Kathy Cano-Murillo: My brand fared well. It was about reading the room and contributing during the pandemic. I paid attention to what people were interested in and how I could serve. That meant producing DIY content for them to do with family or with friends, virtually. Projects like face masks for beginning sewers, Day of the Dead Barbies and scrapbook paper mini-journals.
I've always made social media a big part of my business plan. During the pandemic, I organized an online craft night on Instagram that united all kinds of personalities. We now have eighty thousand Facebook followers. And I've had a few viral TikToks.
Any advice for other women entrepreneurs?
Kathy Goughenour: Be sure that prospective clients have the budget to pay; see the value in hiring them and have an ongoing need.
Women should also adopt a more positive mindset. No more bumping your head up against the glass ceiling and being passed over for promotions or better pay. No more cheerleading for everyone around you to move ahead while you hang back and refill the chip bowl.
Sandra Guibord: Don't be shy about partnering and developing your network.
A big event and catering company provided food to match my wine pairings. "Why aren't we working together?," I asked. The owner was immediately on board.
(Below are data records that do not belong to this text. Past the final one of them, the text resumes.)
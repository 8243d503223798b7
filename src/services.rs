//! Pricing operations over a rate repository.
//!
//! `compute_rate` prices a single night; `compute_rate_range` prices every
//! night of a stay and then distributes reservation-scoped promotions
//! proportionally across the nights. Rule sets are fetched once per call;
//! everything after the fetch is pure.

use chrono::NaiveDate;
use rust_decimal::Decimal;
use tracing::debug;
use uuid::Uuid;

use crate::calculators::{
    apply_night_promotions, apply_night_taxes, discount_amount, resolve_night_base, round_money,
    select_rate_rule,
};
use crate::error::EngineError;
use crate::filters::{channel_matches_strict, code_matches_strict, promo_targets_room, promo_window_allows};
use crate::models::{PromoRule, PromoScope, RatePlan, Room, TaxRule};
use crate::repository::RateRepository;
use crate::responses::{AppliedPromo, NightPricing, NightQuote};

/// Compute the price breakdown for one night.
///
/// Without a promo code no promotions are queried at all. Unknown rooms and
/// malformed inputs are the caller's responsibility; a night with no
/// matching rule falls back to the room's own price and fee.
pub fn compute_rate<R: RateRepository>(
    repo: &R,
    room: &Room,
    guests: i32,
    date: NaiveDate,
    channel: Option<&str>,
    promo_code: Option<&str>,
) -> Result<NightPricing, EngineError> {
    let plans = repo.rate_plans(room.hotel_id)?;
    let promos = if promo_code.is_some() {
        repo.promo_rules(room.hotel_id)?
    } else {
        Vec::new()
    };
    let taxes = repo.tax_rules(room.hotel_id)?;

    Ok(price_night(&plans, &promos, &taxes, room, guests, date, channel, promo_code).pricing)
}

/// Compute per-night price breakdowns for an inclusive date range,
/// applying reservation-scoped promotions proportionally across nights.
pub fn compute_rate_range<R: RateRepository>(
    repo: &R,
    room: &Room,
    guests: i32,
    start: NaiveDate,
    end: NaiveDate,
    channel: Option<&str>,
    promo_code: Option<&str>,
) -> Result<Vec<NightQuote>, EngineError> {
    if start > end {
        return Err(EngineError::InvalidDateRange { start, end });
    }

    let plans = repo.rate_plans(room.hotel_id)?;
    let promos = repo.promo_rules(room.hotel_id)?;
    let taxes = repo.tax_rules(room.hotel_id)?;

    let mut nights = Vec::new();
    let mut date = start;
    loop {
        nights.push((
            date,
            price_night(&plans, &promos, &taxes, room, guests, date, channel, promo_code),
        ));
        if date == end {
            break;
        }
        match date.succ_opt() {
            Some(next) => date = next,
            None => break,
        }
    }

    apply_reservation_promos(&mut nights, &promos, room, channel, promo_code);

    Ok(nights
        .into_iter()
        .map(|(date, night)| NightQuote {
            date,
            pricing: night.pricing,
        })
        .collect())
}

/// One night's computation plus the context the range prorator needs.
struct NightComputation {
    pricing: NightPricing,
    matched_plan: Option<Uuid>,
    /// `max(base_rate + extra_guest_fee - discount, 0)` after the
    /// per-night pass.
    net_base: Decimal,
}

#[allow(clippy::too_many_arguments)]
fn price_night(
    plans: &[RatePlan],
    promos: &[PromoRule],
    taxes: &[TaxRule],
    room: &Room,
    guests: i32,
    date: NaiveDate,
    channel: Option<&str>,
    promo_code: Option<&str>,
) -> NightComputation {
    let guests = guests.max(1);

    let selected = select_rate_rule(plans, room, date, channel);
    let matched_plan = selected.map(|s| s.plan.id);

    let base = resolve_night_base(room, guests, selected.map(|s| s.rule));
    let subtotal = base.subtotal();

    let promo = apply_night_promotions(
        promos, room, date, channel, promo_code, matched_plan, subtotal,
    );

    let taxable_base = (subtotal - promo.discount).max(Decimal::ZERO);
    let taxed = apply_night_taxes(taxes, room.hotel_id, guests, channel, taxable_base);

    NightComputation {
        matched_plan,
        net_base: taxable_base,
        pricing: NightPricing {
            base_rate: base.base_rate,
            extra_guest_fee: base.extra_guest_fee,
            discount: promo.discount,
            tax: taxed.tax,
            total_night: round_money(taxable_base + taxed.tax, 2),
            applied_promos: promo.applied,
            applied_taxes: taxed.applied,
        },
    }
}

/// Distribute reservation-scoped promotions proportionally across nights.
///
/// Candidate promos match the hotel, use the strict null-vs-match rule for
/// both channel and code, target the room, satisfy their plan scope on at
/// least one night, and have a validity window/day-of-week matching at
/// least one night of the stay. The reservation-level discount is computed
/// against the sum of the nights' net bases, clamped to that sum, and each
/// night's share is rounded to 2 decimals independently - the rounding
/// remainder is not redistributed.
///
/// Per-night taxes are NOT recomputed against the newly discounted base;
/// each night keeps the tax from the per-night pass.
fn apply_reservation_promos(
    nights: &mut [(NaiveDate, NightComputation)],
    promos: &[PromoRule],
    room: &Room,
    channel: Option<&str>,
    promo_code: Option<&str>,
) {
    let total_base: Decimal = nights.iter().map(|(_, n)| n.net_base).sum();
    if total_base <= Decimal::ZERO {
        return;
    }

    let mut candidates: Vec<&PromoRule> = promos
        .iter()
        .filter(|p| {
            p.is_active
                && p.hotel_id == room.hotel_id
                && p.scope == PromoScope::PerReservation
                && channel_matches_strict(p.channel.as_deref(), channel)
                && code_matches_strict(p.code.as_deref(), promo_code)
                && promo_targets_room(p, room)
                && plan_scope_satisfied(p, nights)
                && nights.iter().any(|(date, _)| promo_window_allows(p, *date))
        })
        .collect();
    candidates.sort_by(|a, b| b.priority.cmp(&a.priority));

    let mut total_discount = Decimal::ZERO;
    let mut applied: Vec<(&PromoRule, Decimal)> = Vec::new();
    for promo in candidates {
        let raw = discount_amount(promo.discount_type, promo.discount_value, total_base);
        // Never discount more than the remaining reservation base, so no
        // night's share can exceed its own net base.
        let amount = raw.min(total_base - total_discount);
        total_discount += amount;
        applied.push((promo, amount));
        debug!(promo = %promo.name, %amount, "reservation promo applied");

        if !promo.combinable && raw > Decimal::ZERO {
            break;
        }
    }

    if applied.is_empty() || total_discount.is_zero() {
        return;
    }

    for (_, night) in nights.iter_mut() {
        if night.net_base <= Decimal::ZERO {
            continue;
        }
        let ratio = night.net_base / total_base;
        let share = round_money(total_discount * ratio, 2);
        if share.is_zero() {
            continue;
        }

        night.pricing.discount += share;
        night.pricing.total_night =
            round_money((night.net_base - share).max(Decimal::ZERO) + night.pricing.tax, 2);

        for (promo, amount) in &applied {
            night.pricing.applied_promos.push(AppliedPromo {
                id: promo.id,
                name: promo.name.clone(),
                code: promo.code.clone(),
                discount_type: promo.discount_type,
                discount_value: promo.discount_value,
                amount: round_money(*amount * ratio, 2),
                scope: PromoScope::PerReservation,
            });
        }
    }
}

fn plan_scope_satisfied(promo: &PromoRule, nights: &[(NaiveDate, NightComputation)]) -> bool {
    match promo.rate_plan_id {
        Some(plan_id) => nights
            .iter()
            .any(|(_, n)| n.matched_plan == Some(plan_id)),
        None => true,
    }
}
We're teaming up on my Wine and Opera and Wine and Cinema events.
Now I kick myself for not reaching out years ago.
Also, lean into expanding your brand. As a single businesswoman, I focused on my demographic. As I had children, my brand broadened. It became about how wine fits into family holidays, home entertainment, business dinners, and international and large-scale entertaining.
Kathy Cano-Murillo: Write down clear, specific goals; an action list and a timeline of the tasks — and work on it each day.
I start with a big end goal and visualize it. It's led to many successes, like a greeting card line, two fabric collections, books, an art studio and a craft product line for HSN where I also appear.
Last year, I was a keynote speaker for Michaels Stores, the largest arts and crafts specialty retailer in North America!